▶ **WORK INSTRUCTION**: If a line of the records contains the word "history", list it.

/---

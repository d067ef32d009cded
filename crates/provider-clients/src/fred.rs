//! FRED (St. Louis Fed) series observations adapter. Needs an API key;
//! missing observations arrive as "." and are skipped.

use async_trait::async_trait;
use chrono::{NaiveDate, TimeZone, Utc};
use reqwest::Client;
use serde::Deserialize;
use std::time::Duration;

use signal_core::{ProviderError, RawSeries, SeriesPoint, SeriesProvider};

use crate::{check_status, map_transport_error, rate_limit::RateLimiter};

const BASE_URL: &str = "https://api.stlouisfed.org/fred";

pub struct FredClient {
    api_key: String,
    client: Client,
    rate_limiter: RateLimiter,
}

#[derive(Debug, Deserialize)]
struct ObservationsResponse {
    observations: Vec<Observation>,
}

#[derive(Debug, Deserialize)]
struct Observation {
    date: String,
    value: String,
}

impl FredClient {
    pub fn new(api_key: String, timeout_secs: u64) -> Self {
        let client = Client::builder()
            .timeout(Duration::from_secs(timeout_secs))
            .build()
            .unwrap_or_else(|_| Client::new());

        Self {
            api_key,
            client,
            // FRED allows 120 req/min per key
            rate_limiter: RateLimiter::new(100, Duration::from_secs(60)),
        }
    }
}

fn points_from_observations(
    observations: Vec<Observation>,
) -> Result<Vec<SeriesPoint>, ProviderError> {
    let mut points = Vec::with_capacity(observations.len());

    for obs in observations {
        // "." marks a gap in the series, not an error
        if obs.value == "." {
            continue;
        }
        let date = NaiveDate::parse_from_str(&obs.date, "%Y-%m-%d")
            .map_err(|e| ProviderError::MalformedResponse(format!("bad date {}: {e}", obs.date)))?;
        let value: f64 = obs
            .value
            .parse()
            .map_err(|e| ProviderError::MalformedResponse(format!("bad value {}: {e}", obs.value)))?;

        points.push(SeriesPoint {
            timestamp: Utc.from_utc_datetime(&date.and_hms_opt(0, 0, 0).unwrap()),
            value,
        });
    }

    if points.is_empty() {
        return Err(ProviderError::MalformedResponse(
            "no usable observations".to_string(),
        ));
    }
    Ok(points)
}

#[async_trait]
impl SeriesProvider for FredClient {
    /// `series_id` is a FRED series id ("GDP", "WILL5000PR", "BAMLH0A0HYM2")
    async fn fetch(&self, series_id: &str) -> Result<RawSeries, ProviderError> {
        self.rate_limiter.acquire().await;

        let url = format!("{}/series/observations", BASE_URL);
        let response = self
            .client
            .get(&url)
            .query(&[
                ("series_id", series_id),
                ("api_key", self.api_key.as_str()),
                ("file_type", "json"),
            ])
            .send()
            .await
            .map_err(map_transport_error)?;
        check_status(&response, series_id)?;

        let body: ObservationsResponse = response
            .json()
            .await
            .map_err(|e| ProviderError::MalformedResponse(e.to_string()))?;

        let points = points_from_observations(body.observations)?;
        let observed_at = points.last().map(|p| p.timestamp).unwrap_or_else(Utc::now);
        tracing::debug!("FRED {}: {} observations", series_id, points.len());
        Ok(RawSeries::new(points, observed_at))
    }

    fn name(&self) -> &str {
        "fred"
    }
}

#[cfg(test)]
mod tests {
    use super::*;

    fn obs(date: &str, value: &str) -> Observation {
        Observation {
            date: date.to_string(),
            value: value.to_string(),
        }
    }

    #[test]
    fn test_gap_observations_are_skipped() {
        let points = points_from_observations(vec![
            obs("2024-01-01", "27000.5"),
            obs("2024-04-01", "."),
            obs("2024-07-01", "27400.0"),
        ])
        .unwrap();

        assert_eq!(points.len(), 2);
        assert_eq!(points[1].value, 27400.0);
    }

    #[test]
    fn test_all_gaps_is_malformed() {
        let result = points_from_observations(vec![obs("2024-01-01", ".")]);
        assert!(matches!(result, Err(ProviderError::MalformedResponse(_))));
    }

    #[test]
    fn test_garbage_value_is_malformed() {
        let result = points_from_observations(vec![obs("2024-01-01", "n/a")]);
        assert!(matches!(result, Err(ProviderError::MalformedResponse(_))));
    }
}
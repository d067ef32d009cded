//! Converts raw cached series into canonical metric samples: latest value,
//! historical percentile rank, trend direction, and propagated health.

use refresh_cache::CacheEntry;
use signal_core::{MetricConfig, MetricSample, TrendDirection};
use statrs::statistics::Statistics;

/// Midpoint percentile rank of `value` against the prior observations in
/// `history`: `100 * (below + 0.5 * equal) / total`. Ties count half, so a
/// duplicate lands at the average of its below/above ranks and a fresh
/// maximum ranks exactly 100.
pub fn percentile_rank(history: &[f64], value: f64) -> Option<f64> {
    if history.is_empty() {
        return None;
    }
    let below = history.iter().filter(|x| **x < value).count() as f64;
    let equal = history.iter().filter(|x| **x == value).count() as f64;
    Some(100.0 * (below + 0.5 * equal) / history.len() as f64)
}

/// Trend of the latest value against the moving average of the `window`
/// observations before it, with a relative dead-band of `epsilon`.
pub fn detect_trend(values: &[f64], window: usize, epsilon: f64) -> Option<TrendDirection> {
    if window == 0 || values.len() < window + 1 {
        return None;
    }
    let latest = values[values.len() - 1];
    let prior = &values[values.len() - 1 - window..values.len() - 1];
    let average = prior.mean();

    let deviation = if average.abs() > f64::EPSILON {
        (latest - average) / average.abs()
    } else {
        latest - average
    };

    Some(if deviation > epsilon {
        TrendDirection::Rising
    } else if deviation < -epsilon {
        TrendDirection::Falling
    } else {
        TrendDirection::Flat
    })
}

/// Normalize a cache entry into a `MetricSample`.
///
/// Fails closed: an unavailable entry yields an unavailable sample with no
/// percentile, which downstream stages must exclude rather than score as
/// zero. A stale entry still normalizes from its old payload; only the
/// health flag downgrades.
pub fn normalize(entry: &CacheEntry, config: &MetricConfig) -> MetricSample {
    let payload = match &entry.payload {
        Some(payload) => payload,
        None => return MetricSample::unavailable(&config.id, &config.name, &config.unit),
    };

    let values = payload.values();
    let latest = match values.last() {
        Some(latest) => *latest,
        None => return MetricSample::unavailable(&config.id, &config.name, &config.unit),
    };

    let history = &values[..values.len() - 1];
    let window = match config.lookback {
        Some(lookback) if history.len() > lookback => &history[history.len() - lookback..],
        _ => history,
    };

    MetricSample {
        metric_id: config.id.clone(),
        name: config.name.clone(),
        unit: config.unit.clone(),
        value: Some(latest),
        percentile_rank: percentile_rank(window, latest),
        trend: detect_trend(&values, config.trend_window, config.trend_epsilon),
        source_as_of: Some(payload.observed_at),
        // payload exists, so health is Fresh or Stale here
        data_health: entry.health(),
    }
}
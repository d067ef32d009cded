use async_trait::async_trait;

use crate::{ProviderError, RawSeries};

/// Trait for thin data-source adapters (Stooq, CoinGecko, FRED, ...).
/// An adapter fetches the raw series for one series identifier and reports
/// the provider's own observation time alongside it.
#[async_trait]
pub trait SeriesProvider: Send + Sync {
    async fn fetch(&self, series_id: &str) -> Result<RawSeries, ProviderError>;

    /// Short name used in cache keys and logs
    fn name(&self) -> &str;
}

\---

▶ **TASK RESULT**:
/// `history`: `100 * (below + 0.5 * equal) / total`. Ties count half, so a
pub fn percentile_rank(history: &[f64], value: f64) -> Option<f64> {
    if history.is_empty() {
    let below = history.iter().filter(|x| **x < value).count() as f64;
    let equal = history.iter().filter(|x| **x == value).count() as f64;
    Some(100.0 * (below + 0.5 * equal) / history.len() as f64)
    let history = &values[..values.len() - 1];
        Some(lookback) if history.len() > lookback => &history[history.len() - lookback..],
        _ => history,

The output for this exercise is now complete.